Feelings such as obsession, despair and distraction are typically categorised as irrelevant, self-indulgent and unproductive, particularly when given voice by women. In the spirit of Chris Kraus and many other female auto-theorists, Perry seeks productivity in the purposely forceful performance of the ‘hysterical woman’, where emotion is accelerated and multiplied into incoherence. Two sculptural works, Pretty and Trauma Junky, aestheticise the rush of a car-crash by incorporating broken car parts into a sculptural entity, translating perhaps the longing for extremities of pleasure, danger and excitement when one is sick with a broken heart.

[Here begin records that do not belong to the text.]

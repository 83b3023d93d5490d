//! 教师考勤实体

use sea_orm::entity::prelude::*;

#[derive(Clone, Debug, PartialEq, DeriveEntityModel)]
#[sea_orm(table_name = "teacher_attendance")]
pub struct Model {
    #[sea_orm(primary_key)]
    pub id: i64,
    pub teacher_id: i64,
    pub date: Date,
    pub is_present: bool,
    pub note: Option<String>,
    pub created_at: i64,
}

#[derive(Copy, Clone, Debug, EnumIter, DeriveRelation)]
pub enum Relation {
    #[sea_orm(
        belongs_to = "super::teachers::Entity",
        from = "Column::TeacherId",
        to = "super::teachers::Column::Id"
    )]
    Teacher,
}

impl Related<super::teachers::Entity> for Entity {
    fn to() -> RelationDef {
        Relation::Teacher.def()
    }
}

impl ActiveModelBehavior for ActiveModel {}

// 从数据库模型转换为业务模型
impl Model {
    pub fn into_record(self) -> crate::models::attendance::entities::AttendanceRecord {
        use crate::models::attendance::entities::AttendanceRecord;
        use chrono::{DateTime, Utc};

        AttendanceRecord {
            id: self.id,
            person_id: self.teacher_id,
            date: self.date,
            is_present: self.is_present,
            note: self.note,
            created_at: DateTime::<Utc>::from_timestamp(self.created_at, 0).unwrap_or_default(),
        }
    }
}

The four-channel video Cry Daggers extends this strategy to the moving image, loudly juxtaposing sexualised music videos with personal recordings of drunken taxi rides and West Coast roadtrips, while an animated text document, with stream-of-consciousness-type musings addressed to Him, to the world and to no one in particular, endlessly expands on screen.

These artefacts of affective labour are, if anything, the bridge between Viruses Worth Spreading and Perry’s longer-standing interest in so-called working class aesthetics, in which, as the press release of this exhibition also asserts, ‘abstract entities [are] synthesized under the umbrella of culture and ritual’ in her native Northwest England. These entities, united in a series of floor-based sculptural works in the darkened middle room of the gallery, seem to include synthetic hair-extensions, steel and the same plastic-wrapped duvets that served as props for Perry’s performance. A portrait of the poor? Outside the artist’s own biography, it ultimately feels difficult to connect Perry’s recent heartbreak with the socioeconomic realities of working-class England.